The meeting is the most important one that Bernanke has chaired since he took office nearly 20 months ago, Hatzius said.
Most economists think the central bank will cut by a quarter-percentage point to 5.0%, but some are attracted to the somewhat strong move of a half-percentage point.
"While the arguments favoring a bold move are compelling, we believe the chances of a 25 basis point cut carry a higher probability," said Michael Moran, chief economist at Daiwa Securities America Inc., in a note to clients.
Moran gives three reasons for a smaller move. First is concern about the appearance of the Fed being too quick to protect lenders and investors; second are doubts that the economy will weaken sharply and last is nervousness about inflation.

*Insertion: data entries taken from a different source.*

//! Request-driven single-piece-flow hand-off between producer and consumer.
//!
//! The consumer asks for a layer with [`LayerQueue::request_next`] only after it
//! has completely finished the previous one. The producer blocks in
//! [`LayerQueue::wait_for_request`] until such a request exists, so it can never
//! read more layers than have been requested. All state lives behind one mutex;
//! each of the three blocking waits also observes the run's cancellation flags.

use layerstream_shared::CommandBlock;
use serde::Serialize;
use std::collections::VecDeque;
use std::sync::{Arc, Condvar, Mutex, PoisonError};
use thiserror::Error;

use crate::stream::control::{RunControl, lock};

/// Capacity used by the streaming pipeline.
pub const SINGLE_PIECE_CAPACITY: usize = 1;

#[derive(Debug, Error, Clone, Copy, PartialEq, Eq)]
pub enum QueueError {
    #[error("Queue wait cancelled")]
    Cancelled,
}

/// Instrumented counters, for progress reporting and flow checks.
#[derive(Debug, Clone, Copy, Default, PartialEq, Eq, Serialize)]
pub struct QueueStats {
    pub requested: u64,
    pub produced: u64,
    pub consumed: u64,
    pub max_depth: usize,
    pub producer_finished: bool,
}

#[derive(Debug, Default)]
struct QueueState {
    blocks: VecDeque<CommandBlock>,
    pending_requests: u64,
    stats: QueueStats,
}

pub struct LayerQueue {
    capacity: usize,
    control: Arc<RunControl>,
    state: Mutex<QueueState>,
    request_cv: Condvar,
    not_empty_cv: Condvar,
    not_full_cv: Condvar,
}

impl LayerQueue {
    pub fn new(capacity: usize, control: Arc<RunControl>) -> Self {
        Self {
            capacity: capacity.max(1),
            control,
            state: Mutex::new(QueueState::default()),
            request_cv: Condvar::new(),
            not_empty_cv: Condvar::new(),
            not_full_cv: Condvar::new(),
        }
    }

    pub fn capacity(&self) -> usize {
        self.capacity
    }

    /// Consumer: ask the producer for one more layer.
    pub fn request_next(&self) {
        let mut state = lock(&self.state);
        state.pending_requests += 1;
        state.stats.requested += 1;
        tracing::trace!("Layer request #{}", state.stats.requested);
        self.request_cv.notify_one();
    }

    /// Producer: block until a layer has been requested, then take the request.
    pub fn wait_for_request(&self) -> Result<(), QueueError> {
        let guard = lock(&self.state);
        let mut state = self
            .request_cv
            .wait_while(guard, |s| s.pending_requests == 0 && !self.control.is_cancelled())
            .unwrap_or_else(PoisonError::into_inner);
        if self.control.is_cancelled() {
            return Err(QueueError::Cancelled);
        }
        state.pending_requests -= 1;
        Ok(())
    }

    /// Producer: hand over a converted block, waiting for space if needed.
    pub fn push(&self, block: CommandBlock) -> Result<(), QueueError> {
        let guard = lock(&self.state);
        let mut state = self
            .not_full_cv
            .wait_while(guard, |s| s.blocks.len() >= self.capacity && !self.control.is_cancelled())
            .unwrap_or_else(PoisonError::into_inner);
        if self.control.is_cancelled() {
            return Err(QueueError::Cancelled);
        }
        state.blocks.push_back(block);
        state.stats.produced += 1;
        state.stats.max_depth = state.stats.max_depth.max(state.blocks.len());
        self.not_empty_cv.notify_one();
        Ok(())
    }

    /// Producer: no more blocks will follow. Wakes a consumer waiting on an empty queue.
    pub fn finish(&self) {
        let mut state = lock(&self.state);
        state.stats.producer_finished = true;
        self.not_empty_cv.notify_all();
    }

    /// Consumer: take the next block. `Ok(None)` once the queue is drained and
    /// the producer has finished.
    pub fn pop(&self) -> Result<Option<CommandBlock>, QueueError> {
        let guard = lock(&self.state);
        let mut state = self
            .not_empty_cv
            .wait_while(guard, |s| {
                s.blocks.is_empty() && !s.stats.producer_finished && !self.control.is_cancelled()
            })
            .unwrap_or_else(PoisonError::into_inner);
        if self.control.is_cancelled() {
            return Err(QueueError::Cancelled);
        }
        match state.blocks.pop_front() {
            Some(block) => {
                state.stats.consumed += 1;
                self.not_full_cv.notify_one();
                Ok(Some(block))
            }
            None => Ok(None),
        }
    }

    pub fn len(&self) -> usize {
        lock(&self.state).blocks.len()
    }

    pub fn is_empty(&self) -> bool {
        self.len() == 0
    }

    pub fn stats(&self) -> QueueStats {
        lock(&self.state).stats
    }

    /// Wake every waiter so it re-evaluates its predicate (after a flag change).
    pub fn wake_all(&self) {
        let _state = lock(&self.state);
        self.request_cv.notify_all();
        self.not_empty_cv.notify_all();
        self.not_full_cv.notify_all();
    }
}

The August unemployment report was the only really weak economic indicator to date.
"There is no evidence that the wheels are coming off the wagon of growth so the Fed will probably only cut rates by 25 basis points," said Robert Brusca, chief economist at FAO Economics.
Bernanke told the financial markets in a speech that the Fed would pay close attention to the "timeliest" economic indicators and anecdotal reports to gauge the turmoil in credit markets on the economy.
Chris Rupkey, chief financial economist at Bank of Tokyo-Mitsubishi, said another argument against a half-point rate cut is the fact that the recent financial turmoil does not include stocks.
After all the volatility in the markets the last month, the Dow Jones Industrial Average last Friday was still up 7.9% year-to-date.
Rupkey said a 50 basis point cut might also set off expectations that the Fed will move by a half-point at the next FOMC meeting on Oct. 30-31.
But several economists are leaning in the direction of a half-point rate cut on Tuesday.
"The case can easily be made that a 50 basis point cut would be well justified," said Avery Shenfeld, senior economist at CIBC World Markets.
"The 25-basis point move will still leave most money market rates above where they were prior to August, including the 3-month LIBOR rate off of which most floating rates are set. It is going to take at least 50 basis points to stop the bleeding there, and likely something like 100 basis points to actually provide a more stimulative environment than existed in credit markets prior to August," Shenfeld said.
Hatzius of Goldman Sachs also thinks the Fed will cut the funds rate target by a half a percentage point.
The odd man out is Scott Anderson, senior economist at Wells Fargo Economics.
Anderson argues that the Fed should not lower the Fed funds rate, but said they will just for the "psychological effects it could have on financial markets."
"A Fed Funds cut will not bring back the U.S. housing market. A Fed Funds cut will not bring back the commercial paper market," Anderson said.
If the housing market remains depressed, the markets "will ask for another rate cut, and another, and another, and another...and then what?" he asked.
"However, our confidence in this call versus smaller moves is low," he said.
Stephen Gallagher, economist at Societe Generale, said it would be foolish to be overly confident in forecasting any particular outcome.